Exercise objective = In the data that follows, count each line holding the string "filename"; answer with the number only.

:: Raw data

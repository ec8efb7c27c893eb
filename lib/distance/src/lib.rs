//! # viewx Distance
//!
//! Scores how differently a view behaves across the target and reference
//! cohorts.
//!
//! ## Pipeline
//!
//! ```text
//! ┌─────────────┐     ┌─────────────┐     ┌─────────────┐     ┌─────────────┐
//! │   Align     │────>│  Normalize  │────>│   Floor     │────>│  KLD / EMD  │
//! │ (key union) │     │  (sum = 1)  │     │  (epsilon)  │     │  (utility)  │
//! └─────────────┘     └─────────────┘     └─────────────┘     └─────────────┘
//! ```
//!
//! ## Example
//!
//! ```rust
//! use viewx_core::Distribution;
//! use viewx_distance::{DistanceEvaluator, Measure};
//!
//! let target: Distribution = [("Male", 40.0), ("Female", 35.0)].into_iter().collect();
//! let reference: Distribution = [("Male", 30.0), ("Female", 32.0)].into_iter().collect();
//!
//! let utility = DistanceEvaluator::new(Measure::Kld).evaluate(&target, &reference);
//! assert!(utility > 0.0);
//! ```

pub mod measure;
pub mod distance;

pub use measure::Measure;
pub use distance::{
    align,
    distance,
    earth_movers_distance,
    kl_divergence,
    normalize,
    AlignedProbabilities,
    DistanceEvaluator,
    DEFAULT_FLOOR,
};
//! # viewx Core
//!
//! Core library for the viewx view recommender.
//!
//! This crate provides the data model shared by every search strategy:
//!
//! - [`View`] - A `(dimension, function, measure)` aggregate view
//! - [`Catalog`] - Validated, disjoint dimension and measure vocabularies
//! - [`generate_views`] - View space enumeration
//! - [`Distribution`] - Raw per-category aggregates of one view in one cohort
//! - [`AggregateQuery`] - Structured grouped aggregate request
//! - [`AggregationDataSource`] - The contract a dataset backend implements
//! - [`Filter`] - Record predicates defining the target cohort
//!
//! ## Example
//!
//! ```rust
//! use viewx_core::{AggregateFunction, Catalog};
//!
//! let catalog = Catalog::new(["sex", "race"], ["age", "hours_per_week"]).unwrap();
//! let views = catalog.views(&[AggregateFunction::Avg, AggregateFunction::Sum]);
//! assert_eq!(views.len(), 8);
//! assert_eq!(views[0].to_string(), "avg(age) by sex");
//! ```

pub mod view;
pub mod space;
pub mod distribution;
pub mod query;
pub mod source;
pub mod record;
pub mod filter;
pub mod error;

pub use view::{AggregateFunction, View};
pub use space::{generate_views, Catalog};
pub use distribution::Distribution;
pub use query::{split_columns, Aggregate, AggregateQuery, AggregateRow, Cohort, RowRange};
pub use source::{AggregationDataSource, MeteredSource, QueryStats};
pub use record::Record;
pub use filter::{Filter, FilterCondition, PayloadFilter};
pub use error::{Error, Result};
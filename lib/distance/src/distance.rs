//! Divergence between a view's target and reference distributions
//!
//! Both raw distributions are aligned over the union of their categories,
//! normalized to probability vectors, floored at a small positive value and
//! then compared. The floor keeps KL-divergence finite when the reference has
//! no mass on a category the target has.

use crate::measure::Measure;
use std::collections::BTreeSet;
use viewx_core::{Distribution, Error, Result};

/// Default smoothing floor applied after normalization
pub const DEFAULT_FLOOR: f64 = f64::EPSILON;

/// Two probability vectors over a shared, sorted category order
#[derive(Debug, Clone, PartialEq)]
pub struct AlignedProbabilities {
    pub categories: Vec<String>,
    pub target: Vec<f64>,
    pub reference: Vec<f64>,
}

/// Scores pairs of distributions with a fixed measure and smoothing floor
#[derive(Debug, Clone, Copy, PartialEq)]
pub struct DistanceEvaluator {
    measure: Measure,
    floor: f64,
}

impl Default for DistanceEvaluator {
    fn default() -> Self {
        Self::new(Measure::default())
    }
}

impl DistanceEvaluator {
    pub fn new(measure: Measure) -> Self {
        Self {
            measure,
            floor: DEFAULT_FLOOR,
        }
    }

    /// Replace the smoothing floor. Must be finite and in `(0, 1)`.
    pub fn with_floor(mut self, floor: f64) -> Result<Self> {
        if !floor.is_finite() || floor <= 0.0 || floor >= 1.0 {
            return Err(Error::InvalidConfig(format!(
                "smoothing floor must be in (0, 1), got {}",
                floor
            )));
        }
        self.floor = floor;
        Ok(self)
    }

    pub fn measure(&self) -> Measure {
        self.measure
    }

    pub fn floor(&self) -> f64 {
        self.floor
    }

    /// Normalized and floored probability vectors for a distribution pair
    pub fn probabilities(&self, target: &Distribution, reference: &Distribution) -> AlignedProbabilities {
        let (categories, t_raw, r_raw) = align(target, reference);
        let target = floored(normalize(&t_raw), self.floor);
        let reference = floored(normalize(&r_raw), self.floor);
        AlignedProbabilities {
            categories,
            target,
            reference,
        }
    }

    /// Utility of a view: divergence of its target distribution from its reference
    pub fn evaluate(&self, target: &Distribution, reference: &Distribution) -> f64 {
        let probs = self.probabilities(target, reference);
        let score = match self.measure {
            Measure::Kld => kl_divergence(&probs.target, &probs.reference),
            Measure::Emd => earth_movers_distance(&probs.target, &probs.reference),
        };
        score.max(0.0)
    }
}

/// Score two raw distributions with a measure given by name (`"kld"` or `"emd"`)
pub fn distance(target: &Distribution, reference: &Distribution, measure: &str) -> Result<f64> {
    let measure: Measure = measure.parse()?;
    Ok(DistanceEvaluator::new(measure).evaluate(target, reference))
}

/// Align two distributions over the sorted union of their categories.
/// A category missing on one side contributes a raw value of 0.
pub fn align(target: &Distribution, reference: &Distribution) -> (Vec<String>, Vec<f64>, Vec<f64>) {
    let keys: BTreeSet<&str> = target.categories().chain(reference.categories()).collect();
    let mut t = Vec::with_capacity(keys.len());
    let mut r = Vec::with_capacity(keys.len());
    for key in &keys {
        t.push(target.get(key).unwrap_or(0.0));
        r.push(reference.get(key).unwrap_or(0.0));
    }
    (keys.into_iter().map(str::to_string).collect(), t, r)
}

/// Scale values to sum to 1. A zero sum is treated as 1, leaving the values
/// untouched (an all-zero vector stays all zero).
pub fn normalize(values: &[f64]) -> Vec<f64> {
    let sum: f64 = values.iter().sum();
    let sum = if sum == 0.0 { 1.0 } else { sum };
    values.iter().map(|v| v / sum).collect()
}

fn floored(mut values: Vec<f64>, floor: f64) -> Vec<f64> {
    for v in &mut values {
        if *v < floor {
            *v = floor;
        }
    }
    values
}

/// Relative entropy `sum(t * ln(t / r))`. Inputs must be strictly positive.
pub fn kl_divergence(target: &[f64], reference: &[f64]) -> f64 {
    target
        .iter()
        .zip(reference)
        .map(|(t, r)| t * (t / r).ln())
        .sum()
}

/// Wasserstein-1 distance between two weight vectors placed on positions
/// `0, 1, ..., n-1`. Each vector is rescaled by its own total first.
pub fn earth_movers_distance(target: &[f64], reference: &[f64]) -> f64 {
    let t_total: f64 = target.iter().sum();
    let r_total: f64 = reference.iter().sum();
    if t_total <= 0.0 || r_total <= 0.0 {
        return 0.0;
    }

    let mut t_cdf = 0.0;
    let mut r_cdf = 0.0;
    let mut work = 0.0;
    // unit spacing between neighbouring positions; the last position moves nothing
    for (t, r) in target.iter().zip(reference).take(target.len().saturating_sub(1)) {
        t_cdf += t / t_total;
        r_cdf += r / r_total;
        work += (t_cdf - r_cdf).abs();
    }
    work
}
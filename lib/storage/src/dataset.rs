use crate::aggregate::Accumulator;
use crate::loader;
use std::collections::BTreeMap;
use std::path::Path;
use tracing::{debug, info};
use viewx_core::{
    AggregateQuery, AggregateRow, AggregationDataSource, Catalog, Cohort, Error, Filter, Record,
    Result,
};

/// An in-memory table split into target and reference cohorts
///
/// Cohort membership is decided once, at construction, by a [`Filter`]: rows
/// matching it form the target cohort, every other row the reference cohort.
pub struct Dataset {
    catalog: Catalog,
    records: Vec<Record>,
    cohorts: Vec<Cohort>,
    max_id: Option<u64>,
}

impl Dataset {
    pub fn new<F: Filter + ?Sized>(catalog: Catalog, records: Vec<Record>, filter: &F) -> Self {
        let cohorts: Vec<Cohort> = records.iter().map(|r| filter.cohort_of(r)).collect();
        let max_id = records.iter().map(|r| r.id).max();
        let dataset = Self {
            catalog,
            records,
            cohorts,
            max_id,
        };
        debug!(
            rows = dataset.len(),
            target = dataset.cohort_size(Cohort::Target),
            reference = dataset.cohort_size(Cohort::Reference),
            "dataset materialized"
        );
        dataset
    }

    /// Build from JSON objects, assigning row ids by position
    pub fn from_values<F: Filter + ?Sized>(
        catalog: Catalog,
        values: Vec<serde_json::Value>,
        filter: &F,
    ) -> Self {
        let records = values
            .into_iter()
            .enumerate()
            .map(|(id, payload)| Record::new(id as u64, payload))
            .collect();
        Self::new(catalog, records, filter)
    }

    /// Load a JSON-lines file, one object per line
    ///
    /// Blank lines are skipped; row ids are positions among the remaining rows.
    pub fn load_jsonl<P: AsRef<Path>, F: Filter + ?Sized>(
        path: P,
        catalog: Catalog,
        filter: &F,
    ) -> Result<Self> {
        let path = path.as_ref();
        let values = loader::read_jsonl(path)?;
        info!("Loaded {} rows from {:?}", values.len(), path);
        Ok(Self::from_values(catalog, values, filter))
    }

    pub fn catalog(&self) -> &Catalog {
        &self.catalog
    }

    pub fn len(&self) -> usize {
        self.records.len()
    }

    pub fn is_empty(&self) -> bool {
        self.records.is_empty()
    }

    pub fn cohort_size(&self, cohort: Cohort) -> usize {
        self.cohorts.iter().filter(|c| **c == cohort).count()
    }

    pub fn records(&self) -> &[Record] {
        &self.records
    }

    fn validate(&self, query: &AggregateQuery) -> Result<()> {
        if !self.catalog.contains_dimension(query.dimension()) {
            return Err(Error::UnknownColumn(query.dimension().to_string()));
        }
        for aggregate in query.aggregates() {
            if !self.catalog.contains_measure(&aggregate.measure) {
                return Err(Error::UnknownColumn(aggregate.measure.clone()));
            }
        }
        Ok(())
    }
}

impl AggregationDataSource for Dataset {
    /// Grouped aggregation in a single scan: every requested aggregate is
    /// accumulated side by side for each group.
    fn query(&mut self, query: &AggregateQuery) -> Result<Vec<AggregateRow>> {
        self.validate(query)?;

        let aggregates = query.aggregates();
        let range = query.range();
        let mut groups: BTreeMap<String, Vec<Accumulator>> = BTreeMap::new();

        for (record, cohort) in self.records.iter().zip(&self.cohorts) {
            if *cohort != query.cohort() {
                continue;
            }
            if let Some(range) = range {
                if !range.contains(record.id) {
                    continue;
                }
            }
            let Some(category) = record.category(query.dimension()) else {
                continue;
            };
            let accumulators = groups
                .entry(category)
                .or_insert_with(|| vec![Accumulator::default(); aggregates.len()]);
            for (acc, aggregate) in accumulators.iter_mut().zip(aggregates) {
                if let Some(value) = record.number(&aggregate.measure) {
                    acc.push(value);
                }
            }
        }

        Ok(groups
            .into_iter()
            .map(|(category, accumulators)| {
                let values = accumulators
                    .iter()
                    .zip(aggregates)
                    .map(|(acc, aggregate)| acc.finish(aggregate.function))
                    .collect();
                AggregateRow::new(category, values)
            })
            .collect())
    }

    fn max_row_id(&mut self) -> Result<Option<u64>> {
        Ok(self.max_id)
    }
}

::::

Your solution = 3